=== EXERCISE GOAL ===
Where a line of the entries holds the string "None", copy that line.

=== INFORMATION GIVEN ===
* * * * *
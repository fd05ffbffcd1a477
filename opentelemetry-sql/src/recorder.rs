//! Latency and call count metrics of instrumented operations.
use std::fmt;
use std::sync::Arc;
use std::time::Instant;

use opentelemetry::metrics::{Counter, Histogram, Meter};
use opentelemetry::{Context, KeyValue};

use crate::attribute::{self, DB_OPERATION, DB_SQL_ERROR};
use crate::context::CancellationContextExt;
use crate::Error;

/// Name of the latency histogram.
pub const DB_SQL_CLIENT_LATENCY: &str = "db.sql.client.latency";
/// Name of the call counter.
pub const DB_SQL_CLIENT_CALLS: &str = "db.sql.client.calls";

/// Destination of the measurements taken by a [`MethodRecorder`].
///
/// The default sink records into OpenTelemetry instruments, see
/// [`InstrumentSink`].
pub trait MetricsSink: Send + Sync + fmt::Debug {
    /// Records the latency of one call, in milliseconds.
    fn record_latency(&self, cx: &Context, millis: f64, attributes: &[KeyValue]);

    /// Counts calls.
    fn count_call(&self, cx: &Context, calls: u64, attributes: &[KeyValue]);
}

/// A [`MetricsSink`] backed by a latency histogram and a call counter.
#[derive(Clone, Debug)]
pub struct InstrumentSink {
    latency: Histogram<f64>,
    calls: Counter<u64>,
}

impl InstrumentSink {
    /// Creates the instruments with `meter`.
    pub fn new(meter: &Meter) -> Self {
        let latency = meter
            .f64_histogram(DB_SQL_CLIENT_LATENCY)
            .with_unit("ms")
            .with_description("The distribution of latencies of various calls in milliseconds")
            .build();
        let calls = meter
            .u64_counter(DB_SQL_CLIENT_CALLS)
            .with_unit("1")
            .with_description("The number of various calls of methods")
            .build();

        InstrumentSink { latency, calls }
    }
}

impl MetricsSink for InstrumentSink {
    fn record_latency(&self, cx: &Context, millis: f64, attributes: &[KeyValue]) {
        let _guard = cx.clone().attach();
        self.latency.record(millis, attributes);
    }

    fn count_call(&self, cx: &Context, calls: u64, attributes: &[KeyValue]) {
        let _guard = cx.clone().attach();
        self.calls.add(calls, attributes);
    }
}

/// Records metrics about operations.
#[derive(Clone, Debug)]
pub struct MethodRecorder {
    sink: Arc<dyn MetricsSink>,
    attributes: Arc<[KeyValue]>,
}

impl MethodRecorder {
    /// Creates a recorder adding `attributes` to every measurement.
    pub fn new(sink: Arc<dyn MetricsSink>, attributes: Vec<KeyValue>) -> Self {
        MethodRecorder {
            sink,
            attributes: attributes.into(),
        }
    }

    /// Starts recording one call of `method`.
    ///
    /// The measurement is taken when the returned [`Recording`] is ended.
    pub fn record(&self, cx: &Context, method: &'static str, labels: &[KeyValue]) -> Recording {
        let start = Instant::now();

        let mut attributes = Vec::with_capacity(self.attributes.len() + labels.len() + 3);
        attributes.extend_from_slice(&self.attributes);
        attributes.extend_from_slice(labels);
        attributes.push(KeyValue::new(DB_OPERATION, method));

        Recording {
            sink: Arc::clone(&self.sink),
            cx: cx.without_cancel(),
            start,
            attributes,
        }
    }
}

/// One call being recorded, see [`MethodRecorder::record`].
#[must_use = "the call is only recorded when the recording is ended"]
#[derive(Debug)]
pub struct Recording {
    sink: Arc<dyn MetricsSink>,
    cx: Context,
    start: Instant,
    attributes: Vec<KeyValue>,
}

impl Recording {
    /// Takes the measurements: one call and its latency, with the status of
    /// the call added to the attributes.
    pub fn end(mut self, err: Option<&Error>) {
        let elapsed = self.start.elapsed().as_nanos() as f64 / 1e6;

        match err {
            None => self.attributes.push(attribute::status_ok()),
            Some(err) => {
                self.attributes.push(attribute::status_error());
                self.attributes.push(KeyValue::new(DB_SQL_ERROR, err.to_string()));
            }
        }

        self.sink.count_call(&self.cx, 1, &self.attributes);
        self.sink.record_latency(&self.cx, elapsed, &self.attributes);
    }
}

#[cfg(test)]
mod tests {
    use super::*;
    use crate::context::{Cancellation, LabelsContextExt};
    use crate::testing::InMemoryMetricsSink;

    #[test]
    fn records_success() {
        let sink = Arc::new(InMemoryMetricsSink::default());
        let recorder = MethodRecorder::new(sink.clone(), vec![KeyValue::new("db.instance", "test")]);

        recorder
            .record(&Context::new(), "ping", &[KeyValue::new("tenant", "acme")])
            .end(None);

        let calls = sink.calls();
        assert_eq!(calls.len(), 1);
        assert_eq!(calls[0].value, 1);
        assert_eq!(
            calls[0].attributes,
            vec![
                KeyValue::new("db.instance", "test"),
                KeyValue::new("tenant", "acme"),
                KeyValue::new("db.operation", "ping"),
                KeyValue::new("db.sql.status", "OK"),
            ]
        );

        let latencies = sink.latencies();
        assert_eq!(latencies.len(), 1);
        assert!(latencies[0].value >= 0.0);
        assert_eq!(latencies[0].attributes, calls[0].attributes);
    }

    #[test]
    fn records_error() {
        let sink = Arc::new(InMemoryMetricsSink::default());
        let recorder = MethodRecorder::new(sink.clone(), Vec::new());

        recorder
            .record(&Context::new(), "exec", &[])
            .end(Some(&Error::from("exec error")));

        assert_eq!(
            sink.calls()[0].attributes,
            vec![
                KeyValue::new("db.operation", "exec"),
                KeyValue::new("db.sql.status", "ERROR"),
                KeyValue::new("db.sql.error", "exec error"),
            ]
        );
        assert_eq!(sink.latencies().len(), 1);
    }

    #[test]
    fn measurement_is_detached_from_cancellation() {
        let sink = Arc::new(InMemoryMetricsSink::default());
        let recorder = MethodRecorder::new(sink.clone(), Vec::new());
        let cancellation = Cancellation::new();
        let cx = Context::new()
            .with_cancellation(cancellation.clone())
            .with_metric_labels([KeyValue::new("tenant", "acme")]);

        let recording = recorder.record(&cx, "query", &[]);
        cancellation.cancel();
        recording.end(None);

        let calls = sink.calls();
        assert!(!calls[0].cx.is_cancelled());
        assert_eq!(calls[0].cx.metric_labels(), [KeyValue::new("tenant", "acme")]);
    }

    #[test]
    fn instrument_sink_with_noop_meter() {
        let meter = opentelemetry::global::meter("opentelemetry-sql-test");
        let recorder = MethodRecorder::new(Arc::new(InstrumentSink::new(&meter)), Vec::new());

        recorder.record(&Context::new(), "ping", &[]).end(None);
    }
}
* * * * *
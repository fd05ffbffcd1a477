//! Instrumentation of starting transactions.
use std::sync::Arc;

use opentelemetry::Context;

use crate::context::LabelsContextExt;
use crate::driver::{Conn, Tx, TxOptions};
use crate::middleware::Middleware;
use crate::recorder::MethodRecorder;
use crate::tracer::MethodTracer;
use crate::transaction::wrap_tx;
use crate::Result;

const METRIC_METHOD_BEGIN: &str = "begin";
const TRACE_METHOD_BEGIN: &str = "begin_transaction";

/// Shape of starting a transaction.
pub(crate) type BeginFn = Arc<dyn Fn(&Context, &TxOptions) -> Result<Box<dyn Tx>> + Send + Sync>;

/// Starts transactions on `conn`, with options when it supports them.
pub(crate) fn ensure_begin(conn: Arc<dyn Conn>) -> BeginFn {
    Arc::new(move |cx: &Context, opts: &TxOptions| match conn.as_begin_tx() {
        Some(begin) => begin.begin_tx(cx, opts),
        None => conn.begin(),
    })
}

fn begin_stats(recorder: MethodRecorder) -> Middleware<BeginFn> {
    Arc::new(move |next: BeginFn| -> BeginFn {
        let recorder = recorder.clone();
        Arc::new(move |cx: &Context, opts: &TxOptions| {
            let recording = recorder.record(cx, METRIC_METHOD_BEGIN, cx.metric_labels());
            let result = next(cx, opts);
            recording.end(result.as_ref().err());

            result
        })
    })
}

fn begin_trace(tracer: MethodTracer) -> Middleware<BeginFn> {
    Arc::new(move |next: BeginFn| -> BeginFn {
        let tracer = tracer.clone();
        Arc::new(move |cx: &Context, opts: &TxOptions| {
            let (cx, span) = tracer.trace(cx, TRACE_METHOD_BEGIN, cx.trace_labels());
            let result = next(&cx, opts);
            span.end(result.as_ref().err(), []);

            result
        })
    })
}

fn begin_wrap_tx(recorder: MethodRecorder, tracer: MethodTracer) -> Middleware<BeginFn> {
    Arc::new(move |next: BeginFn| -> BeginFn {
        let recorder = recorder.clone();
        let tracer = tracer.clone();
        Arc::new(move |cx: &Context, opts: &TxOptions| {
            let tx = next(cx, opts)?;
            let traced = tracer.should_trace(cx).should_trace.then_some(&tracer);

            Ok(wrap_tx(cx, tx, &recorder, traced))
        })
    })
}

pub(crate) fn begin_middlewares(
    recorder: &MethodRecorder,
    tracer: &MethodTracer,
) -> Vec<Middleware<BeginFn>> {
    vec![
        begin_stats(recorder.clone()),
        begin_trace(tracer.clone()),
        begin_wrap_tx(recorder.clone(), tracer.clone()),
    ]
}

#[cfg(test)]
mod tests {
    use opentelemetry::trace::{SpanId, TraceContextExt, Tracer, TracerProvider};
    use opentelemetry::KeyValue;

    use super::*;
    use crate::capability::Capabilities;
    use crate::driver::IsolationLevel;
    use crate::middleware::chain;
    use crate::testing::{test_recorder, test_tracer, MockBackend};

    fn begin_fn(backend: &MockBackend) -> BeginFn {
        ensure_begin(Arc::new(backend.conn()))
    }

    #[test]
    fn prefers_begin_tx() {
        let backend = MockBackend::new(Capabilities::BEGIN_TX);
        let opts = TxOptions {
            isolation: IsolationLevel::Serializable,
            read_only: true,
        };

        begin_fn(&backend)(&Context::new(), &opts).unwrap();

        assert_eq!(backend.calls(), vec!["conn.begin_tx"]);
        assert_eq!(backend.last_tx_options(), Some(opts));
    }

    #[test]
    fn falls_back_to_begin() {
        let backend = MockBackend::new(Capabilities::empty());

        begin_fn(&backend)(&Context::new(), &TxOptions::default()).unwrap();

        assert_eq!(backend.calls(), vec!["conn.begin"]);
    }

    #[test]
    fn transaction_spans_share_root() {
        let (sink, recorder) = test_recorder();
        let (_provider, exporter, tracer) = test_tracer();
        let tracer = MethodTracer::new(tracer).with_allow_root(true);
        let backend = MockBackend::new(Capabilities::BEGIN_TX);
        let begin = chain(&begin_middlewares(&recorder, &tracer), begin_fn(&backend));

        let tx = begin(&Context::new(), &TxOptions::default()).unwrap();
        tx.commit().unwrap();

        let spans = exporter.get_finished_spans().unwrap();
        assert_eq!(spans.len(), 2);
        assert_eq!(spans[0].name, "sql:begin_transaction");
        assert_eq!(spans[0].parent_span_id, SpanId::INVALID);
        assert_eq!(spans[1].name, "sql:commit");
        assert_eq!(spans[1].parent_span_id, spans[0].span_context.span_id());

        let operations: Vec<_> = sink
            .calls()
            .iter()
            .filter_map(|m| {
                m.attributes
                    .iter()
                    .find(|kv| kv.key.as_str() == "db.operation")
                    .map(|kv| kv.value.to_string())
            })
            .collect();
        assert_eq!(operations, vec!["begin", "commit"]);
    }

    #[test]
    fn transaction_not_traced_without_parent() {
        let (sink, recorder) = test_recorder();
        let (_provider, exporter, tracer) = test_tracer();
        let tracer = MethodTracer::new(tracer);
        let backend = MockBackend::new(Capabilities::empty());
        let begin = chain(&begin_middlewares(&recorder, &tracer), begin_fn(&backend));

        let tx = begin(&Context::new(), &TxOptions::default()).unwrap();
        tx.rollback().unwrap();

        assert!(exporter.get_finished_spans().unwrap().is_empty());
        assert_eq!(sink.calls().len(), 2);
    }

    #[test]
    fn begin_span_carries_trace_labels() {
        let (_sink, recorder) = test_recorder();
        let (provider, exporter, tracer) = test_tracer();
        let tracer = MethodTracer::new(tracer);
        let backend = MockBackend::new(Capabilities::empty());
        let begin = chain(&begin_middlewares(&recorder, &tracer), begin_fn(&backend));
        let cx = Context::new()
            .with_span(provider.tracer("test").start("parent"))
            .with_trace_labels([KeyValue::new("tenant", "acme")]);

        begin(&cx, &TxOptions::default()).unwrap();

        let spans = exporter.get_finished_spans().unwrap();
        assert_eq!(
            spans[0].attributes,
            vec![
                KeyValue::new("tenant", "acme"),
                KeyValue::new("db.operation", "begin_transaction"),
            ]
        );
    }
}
* * * * *
=== RESPONSE FOR THIS EXERCISE ===
            None => self.attributes.push(attribute::status_ok()),
            .end(None);
        recording.end(None);
        recorder.record(&Context::new(), "ping", &[]).end(None);
        None => conn.begin(),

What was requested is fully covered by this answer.